**What the task asks**
Look through the records below, and whenever a line contains "TabularClassifier", copy it.

**Records supplied**

use crate::inference::{postprocess, PredictionRequest, PredictionResult};
use crate::models::{
    Backend, Classifier, Framework, ImageClassifier, ModelDescriptor, OnnxSessionFactory,
    SessionFactory, SessionOptions, TabularClassifier,
};
use crate::utils::error::GardenError;
use crate::Result;
use serde::Serialize;
use std::collections::HashMap;
use std::path::{Path, PathBuf};
use std::sync::Arc;

/// 注册表中的一个模型：描述 + 已加载的后端
pub struct LoadedModel {
    descriptor: ModelDescriptor,
    backend: Backend,
}

impl LoadedModel {
    pub fn new(descriptor: ModelDescriptor, backend: Backend) -> Self {
        Self { descriptor, backend }
    }

    pub fn descriptor(&self) -> &ModelDescriptor {
        &self.descriptor
    }

    pub fn name(&self) -> &str {
        &self.descriptor.name
    }

    pub fn backend(&self) -> &Backend {
        &self.backend
    }

    pub fn predict(&self, request: &PredictionRequest) -> Result<PredictionResult> {
        let probabilities = self.backend.predict(request)?;
        postprocess::format_result(&self.descriptor, &probabilities)
    }
}

/// 根据描述加载模型文件
#[derive(Clone)]
pub struct ModelLoader {
    models_dir: PathBuf,
    factory: Arc<dyn SessionFactory>,
}

impl ModelLoader {
    pub fn new(models_dir: impl Into<PathBuf>, factory: Arc<dyn SessionFactory>) -> Self {
        Self {
            models_dir: models_dir.into(),
            factory,
        }
    }

    /// 使用 ONNX Runtime 的默认加载器
    pub fn onnx(models_dir: impl Into<PathBuf>, options: SessionOptions) -> Result<Self> {
        Ok(Self::new(models_dir, Arc::new(OnnxSessionFactory::new(options)?)))
    }

    pub fn models_dir(&self) -> &Path {
        &self.models_dir
    }

    pub fn resolve(&self, artifact: &Path) -> PathBuf {
        if artifact.is_absolute() {
            artifact.to_path_buf()
        } else {
            self.models_dir.join(artifact)
        }
    }

    pub fn load(&self, descriptor: ModelDescriptor) -> Result<LoadedModel> {
        let name = descriptor.name.clone();

        if name.trim().is_empty() {
            return Err(GardenError::load(name, "model name is empty"));
        }
        if descriptor.classes.is_empty() {
            return Err(GardenError::load(name, "class list is empty"));
        }
        if descriptor.framework == Framework::Unsupported {
            return Err(GardenError::load(name, "framework not supported"));
        }

        let path = self.resolve(&descriptor.artifact);
        if !path.exists() {
            return Err(GardenError::load(
                name,
                format!("artifact not found: {}", path.display()),
            ));
        }

        let session = self.factory.open(&descriptor, &path).map_err(|e| match e {
            GardenError::Load { .. } => e,
            other => GardenError::load(&name, other),
        })?;

        let backend = match descriptor.framework {
            Framework::TabularProbabilistic => {
                Backend::Tabular(TabularClassifier::new(session, descriptor.feature_count))
            }
            Framework::NeuralImage => Backend::Image(ImageClassifier::new(
                session,
                descriptor.input_size,
                descriptor.layout,
            )),
            Framework::Unsupported => {
                return Err(GardenError::load(name, "framework not supported"));
            }
        };

        Ok(LoadedModel::new(descriptor, backend))
    }
}

#[derive(Debug, Clone, Serialize, PartialEq)]
pub struct LoadFailure {
    pub model: String,
    pub reason: String,
}

/// 启动加载结果
#[derive(Debug, Clone, Default, Serialize)]
pub struct StartupReport {
    pub loaded: Vec<String>,
    pub failed: Vec<LoadFailure>,
}

impl StartupReport {
    pub fn has_failures(&self) -> bool {
        !self.failed.is_empty()
    }
}

/// 启动阶段使用的可变构建器，`build` 之后注册表不再变化
pub struct RegistryBuilder {
    loader: ModelLoader,
    models: Vec<LoadedModel>,
    index: HashMap<String, usize>,
    report: StartupReport,
}

impl RegistryBuilder {
    /// 加载并注册一个模型；失败时记录一次并返回 LoadError
    pub fn register(&mut self, descriptor: ModelDescriptor) -> Result<()> {
        let name = descriptor.name.clone();

        let taken = descriptor
            .lookup_names()
            .find(|n| self.index.contains_key(*n))
            .map(str::to_string);

        let result = match taken {
            Some(taken) => Err(GardenError::load(
                &name,
                format!("name '{}' is already registered", taken),
            )),
            None => self.loader.load(descriptor),
        };

        match result {
            Ok(model) => {
                let slot = self.models.len();
                for lookup in model.descriptor().lookup_names() {
                    self.index.insert(lookup.to_string(), slot);
                }
                tracing::info!(
                    model = %name,
                    version = model.descriptor().version,
                    backend = model.backend().kind(),
                    "Model registered"
                );
                self.report.loaded.push(name);
                self.models.push(model);
                Ok(())
            }
            Err(err) => {
                tracing::error!(model = %name, error = %err, "Model registration failed");
                let reason = match &err {
                    GardenError::Load { reason, .. } => reason.clone(),
                    other => other.to_string(),
                };
                self.report.failed.push(LoadFailure {
                    model: name,
                    reason,
                });
                Err(err)
            }
        }
    }

    /// 逐个注册，单个失败不影响其余模型
    pub fn register_all(&mut self, descriptors: impl IntoIterator<Item = ModelDescriptor>) -> &StartupReport {
        for descriptor in descriptors {
            let _ = self.register(descriptor);
        }
        &self.report
    }

    pub fn report(&self) -> &StartupReport {
        &self.report
    }

    pub fn build(self) -> ModelRegistry {
        tracing::info!(
            loaded = self.report.loaded.len(),
            failed = self.report.failed.len(),
            "Model registry initialized"
        );
        ModelRegistry {
            models: self.models,
            index: self.index,
            report: self.report,
        }
    }
}

/// 只读模型注册表，通过 `Arc` 在请求间共享，查找无锁
pub struct ModelRegistry {
    models: Vec<LoadedModel>,
    index: HashMap<String, usize>,
    report: StartupReport,
}

impl ModelRegistry {
    pub fn builder(loader: ModelLoader) -> RegistryBuilder {
        RegistryBuilder {
            loader,
            models: Vec::new(),
            index: HashMap::new(),
            report: StartupReport::default(),
        }
    }

    /// 便捷函数：加载全部描述并冻结
    pub fn load_all(loader: ModelLoader, descriptors: impl IntoIterator<Item = ModelDescriptor>) -> Self {
        let mut builder = Self::builder(loader);
        builder.register_all(descriptors);
        builder.build()
    }

    pub fn get(&self, name: &str) -> Result<&LoadedModel> {
        self.index
            .get(name)
            .map(|&slot| &self.models[slot])
            .ok_or_else(|| GardenError::NotFound(name.to_string()))
    }

    pub fn contains(&self, name: &str) -> bool {
        self.index.contains_key(name)
    }

    pub fn names(&self) -> Vec<&str> {
        self.models.iter().map(LoadedModel::name).collect()
    }

    pub fn descriptors(&self) -> impl Iterator<Item = &ModelDescriptor> {
        self.models.iter().map(LoadedModel::descriptor)
    }

    pub fn len(&self) -> usize {
        self.models.len()
    }

    pub fn is_empty(&self) -> bool {
        self.models.is_empty()
    }

    pub fn report(&self) -> &StartupReport {
        &self.report
    }
}

#[cfg(test)]
mod tests {
    use super::*;
    use crate::models::test_support::{artifact_dir, StubFactory};

    fn loader(dir: &Path) -> ModelLoader {
        ModelLoader::new(dir, Arc::new(StubFactory::new()))
    }

    #[test]
    fn test_register_and_get() {
        let dir = artifact_dir(&["iris-model/model.onnx"]);
        let mut builder = ModelRegistry::builder(loader(dir.path()));
        builder.register(ModelDescriptor::iris()).unwrap();
        let registry = builder.build();

        assert_eq!(registry.len(), 1);
        assert_eq!(registry.get("iris-model").unwrap().name(), "iris-model");
        assert!(matches!(registry.get("flowers-model"), Err(GardenError::NotFound(_))));
    }

    #[test]
    fn test_missing_artifact_is_load_error() {
        let dir = artifact_dir(&[]);
        let mut builder = ModelRegistry::builder(loader(dir.path()));
        let err = builder.register(ModelDescriptor::iris()).unwrap_err();

        assert!(matches!(err, GardenError::Load { .. }));
        assert!(err.to_string().contains("artifact not found"));
        assert_eq!(builder.report().failed.len(), 1);
        assert!(builder.build().is_empty());
    }

    #[test]
    fn test_partial_startup_serves_valid_model() {
        let dir = artifact_dir(&["flowers-model/model.onnx"]);
        let registry = ModelRegistry::load_all(
            loader(dir.path()),
            vec![ModelDescriptor::iris(), ModelDescriptor::flowers()],
        );

        assert_eq!(registry.names(), vec!["flowers-model"]);
        assert!(registry.get("flowers-model").is_ok());
        assert!(matches!(registry.get("iris-model"), Err(GardenError::NotFound(_))));
        assert_eq!(registry.report().loaded, vec!["flowers-model".to_string()]);
        assert_eq!(registry.report().failed[0].model, "iris-model");
    }

    #[test]
    fn test_unsupported_framework() {
        let dir = artifact_dir(&["torch/model.pt"]);
        let mut descriptor = ModelDescriptor::iris();
        descriptor.framework = Framework::Unsupported;
        descriptor.artifact = "torch/model.pt".into();

        let mut builder = ModelRegistry::builder(loader(dir.path()));
        let err = builder.register(descriptor).unwrap_err();
        assert!(err.to_string().contains("framework not supported"));
    }

    #[test]
    fn test_duplicate_name_rejected() {
        let dir = artifact_dir(&["iris-model/model.onnx"]);
        let mut builder = ModelRegistry::builder(loader(dir.path()));
        builder.register(ModelDescriptor::iris()).unwrap();

        let err = builder.register(ModelDescriptor::iris()).unwrap_err();
        assert!(err.to_string().contains("already registered"));
        assert_eq!(builder.build().len(), 1);
    }

    #[test]
    fn test_alias_resolves_to_same_model() {
        let dir = artifact_dir(&["iris-model/model.onnx"]);
        let registry = ModelRegistry::load_all(
            loader(dir.path()),
            vec![ModelDescriptor::iris().with_aliases(&["iris-classification-model"])],
        );

        let by_name = registry.get("iris-model").unwrap() as *const LoadedModel;
        let by_alias = registry.get("iris-classification-model").unwrap() as *const LoadedModel;
        assert_eq!(by_name, by_alias);
        assert_eq!(registry.len(), 1);
    }

    #[test]
    fn test_factory_error_becomes_load_error() {
        let dir = artifact_dir(&["iris-model/model.onnx"]);
        let loader = ModelLoader::new(dir.path(), Arc::new(StubFactory::failing("corrupt protobuf")));
        let err = loader.load(ModelDescriptor::iris()).err().unwrap();

        match err {
            GardenError::Load { model, reason } => {
                assert_eq!(model, "iris-model");
                assert!(reason.contains("corrupt protobuf"));
            }
            other => panic!("unexpected error: {other}"),
        }
    }

    #[test]
    fn test_resolve_absolute_path_untouched() {
        let loader = loader(Path::new("models"));
        let absolute = std::env::temp_dir().join("model.onnx");
        assert_eq!(loader.resolve(&absolute), absolute);
        assert_eq!(
            loader.resolve(Path::new("iris/model.onnx")),
            PathBuf::from("models/iris/model.onnx")
        );
    }
}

**Output**
    SessionFactory, SessionOptions, TabularClassifier,
                Backend::Tabular(TabularClassifier::new(session, descriptor.feature_count))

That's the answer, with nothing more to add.